Dove comincia, la libertà?

Nei giorni scorsi, ho letto lo scambio di articoli e commenti sul Corriere tra Antonio Scurati e i medici e i ricercatori che hanno risposto alle sue dichiarazioni contrarie al divieto di fumo all’aperto, anche quando questo comportamento non avesse danneggiato e infastidito nessuno. La tesi dello scrittore, ben spiegata nel suo ultimo articolo a riguardo, era in sintesi quella per cui, considerata e avendo piena coscienza della dannosità di una scelta, il singolo può sempre rivendicare la voglia di metterla in pratica, quando ciò non danneggi altri.

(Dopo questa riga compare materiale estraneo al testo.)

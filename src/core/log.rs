//! Rendering of the oplog audit table.

use crate::config::Config;
use crate::db::pool::DbPool;
use crate::errors::AppResult;
use ansi_term::Colour;

fn strip_ansi(s: &str) -> String {
    let re = regex::Regex::new(r"\x1B\[[0-9;]*[mK]").unwrap();
    re.replace_all(s, "").into_owned()
}

/// ANSI color per audit operation.
fn color_for_operation(op: &str) -> Colour {
    match op {
        "add" => Colour::Green,
        "del" => Colour::Red,
        "goal" => Colour::Yellow,
        "quick" => Colour::Cyan,
        "export" => Colour::Blue,
        "backup" => Colour::Blue,
        "migration_applied" => Colour::Purple,
        "init" => Colour::RGB(255, 153, 51),
        _ => Colour::White,
    }
}

const OP_COLUMN_MAX: usize = 60;

pub struct LogLogic;

impl LogLogic {
    pub fn print_log(pool: &mut DbPool, _cfg: &Config) -> AppResult<()> {
        let mut stmt = pool.conn.prepare_cached(
            "SELECT id, date, operation, target, message FROM oplog ORDER BY id ASC",
        )?;

        let rows = stmt.query_map([], |row| {
            let id: i64 = row.get(0)?;
            let raw_date: String = row.get(1)?;
            let operation: String = row.get(2)?;
            let target: String = row.get(3)?;
            let message: String = row.get(4)?;

            let date = chrono::DateTime::parse_from_rfc3339(&raw_date)
                .map(|dt| dt.format("%FT%T%:z").to_string())
                .unwrap_or(raw_date);

            let op_target = if target.is_empty() {
                operation.clone()
            } else {
                format!("{operation} ({target})")
            };

            Ok((id, date, operation, op_target, message))
        })?;

        let mut entries = Vec::new();
        for r in rows {
            entries.push(r?);
        }

        if entries.is_empty() {
            println!("Oplog is empty.");
            return Ok(());
        }

        let id_w = entries
            .iter()
            .map(|(id, ..)| id.to_string().len())
            .max()
            .unwrap_or(2);
        let op_w = entries
            .iter()
            .map(|(_, _, _, op_target, _)| op_target.len())
            .max()
            .unwrap_or(10)
            .min(OP_COLUMN_MAX);

        println!("📜 Oplog:\n");

        for (id, date, operation, op_target, message) in entries {
            let color = color_for_operation(&operation);

            let colored = match op_target.split_once(' ') {
                Some((op, rest)) => format!("{} {}", color.paint(op), rest),
                None => color.paint(op_target.as_str()).to_string(),
            };

            // truncate on visible length, then re-pad against it
            let visible = strip_ansi(&colored);
            let shown = if visible.chars().count() > OP_COLUMN_MAX {
                let cut: String = visible.chars().take(OP_COLUMN_MAX - 1).collect();
                format!("{cut}…")
            } else {
                colored
            };
            let pad = op_w.saturating_sub(strip_ansi(&shown).chars().count());

            println!(
                "{:>id_w$}  {}  {}{}  {}",
                id,
                date,
                shown,
                " ".repeat(pad),
                message,
                id_w = id_w,
            );
        }

        Ok(())
    }
}
//! Date utilities: local "today", period parsing, record timestamp formatting.

use chrono::{Datelike, Local, NaiveDate, TimeZone};

pub fn today() -> NaiveDate {
    Local::now().date_naive()
}

/// Local calendar date of "now" as the canonical "YYYY-MM-DD" record key.
pub fn today_str() -> String {
    today().format("%Y-%m-%d").to_string()
}

pub fn parse_date(s: &str) -> Option<NaiveDate> {
    NaiveDate::parse_from_str(s, "%Y-%m-%d").ok()
}

/// Format an epoch-milliseconds timestamp as local "HH:MM".
/// Falls back to "--:--" for timestamps outside the representable range.
pub fn format_time_ms(ms: i64) -> String {
    match Local.timestamp_millis_opt(ms).single() {
        Some(dt) => dt.format("%H:%M").to_string(),
        None => "--:--".to_string(),
    }
}

/// Heading for a day group: weekday name plus "DD/MM", e.g. "Tuesday 02/01".
/// A date string that does not parse is shown as-is.
pub fn format_day_heading(date: &str, show_weekday: bool) -> String {
    match parse_date(date) {
        Some(d) if show_weekday => d.format("%A %d/%m").to_string(),
        Some(d) => d.format("%d/%m").to_string(),
        None => date.to_string(),
    }
}

/// Parse a period expression into inclusive date bounds.
///
/// Accepted forms:
/// - `YYYY`
/// - `YYYY-MM`
/// - `YYYY-MM-DD`
/// - `START:END` where both sides are any of the above
///
/// The error value is the offending expression, for the caller to wrap.
pub fn period_bounds(p: &str) -> Result<(NaiveDate, NaiveDate), String> {
    if let Some((start, end)) = p.split_once(':') {
        let (s, _) = single_period_bounds(start)?;
        let (_, e) = single_period_bounds(end)?;
        if s > e {
            return Err(format!("{} (start is after end)", p));
        }
        return Ok((s, e));
    }

    single_period_bounds(p)
}

fn single_period_bounds(p: &str) -> Result<(NaiveDate, NaiveDate), String> {
    // YYYY-MM-DD
    if let Ok(d) = NaiveDate::parse_from_str(p, "%Y-%m-%d") {
        return Ok((d, d));
    }

    // YYYY-MM
    if let Ok(first) = NaiveDate::parse_from_str(&format!("{}-01", p), "%Y-%m-%d") {
        return Ok((first, last_day_of_month(first.year(), first.month())));
    }

    // YYYY
    if p.len() == 4
        && let Ok(year) = p.parse::<i32>()
        && let Some(first) = NaiveDate::from_ymd_opt(year, 1, 1)
        && let Some(last) = NaiveDate::from_ymd_opt(year, 12, 31)
    {
        return Ok((first, last));
    }

    Err(p.to_string())
}

fn last_day_of_month(year: i32, month: u32) -> NaiveDate {
    let next_month = if month == 12 {
        NaiveDate::from_ymd_opt(year + 1, 1, 1)
    } else {
        NaiveDate::from_ymd_opt(year, month + 1, 1)
    };
    // both arms are valid calendar dates
    next_month.unwrap().pred_opt().unwrap()
}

L’esempio e il punto da cui partiva quel confronto era il fumo di sigarette, ma può proseguire in ambiti differenti, e ciascuno potrà facilmente trovarne degli altri e diversi. Il fatto era la possibilità del singolo di affermare e mettere in pratica un atto sovranamente libero, e decidere sul proprio destino, persino nella forma di un intossicamento da catrame e nicotina. Allargando e portando a conclusione il ragionamento, Scurati scrive: «La mia libertà finisce dove inizia quella altrui. Sono pienamente d’accordo. Anche questo, oggi, per fortuna, lo sanno pure i bambini. Proprio oggi, però, in queste nostre vite sempre più avviluppate in una rete di proibizioni, prescrizioni, obblighi, vincoli e profilassi che ci stringono da ogni lato, il vero tema non è dove finisca la libertà, ma dove cominci». Precisamente: dove comincia?

Facendomi quella domanda, casualmente mi sono imbattuto nelle parole di Bernard-Henri Lévy: «Per tutta la vita ho lottato contro la trappola della religiosità laica. Ho sostenuto, fin dai miei inizi, ai tempi de La barbarie dal volto umano e della mia prima lettura di Lacan, che dare un senso a ciò che non ne ha e far parlare quel fuori-senso che è l’indicibile sofferenza degli uomini è una delle fonti, nel migliore dei casi, della psicosi, nel peggiore dei casi del totalitarismo. E ho sempre pensato che non fa bene a nessuno ridurre la politica alla clinica e considerare alla stregua di malattie questo residuo della vita dell’uomo che sono la morte e il male, e pretendere di curare l’umanità da queste malattie» (in B.-H. Lévy, Il virus che rende folli, ed. La nave di Teseo, 2020, trad. it. A.M. Lorusso, pag. 50).

Tentare di curare gli uomini da quelli che non sono mali, ma confini e dimensioni propri del suo essere al mondo, rischia davvero di diventare una forma di totalitarismo, se non si pone, appunto, un limite a quell’idea. E vale per il singolo, convintosi sulla base del senso comune dell’onnipotenza della scienza e della tecnica, e vale per il mondo degli uomini, sicuro di poter determinare, per effetto delle prassi e delle regole definite e impartite, la salute assoluta, pubblica e privata.

Così, la libertà dell’individuo trema: non si sa dove cominci, ma si legge ovunque dove finisca.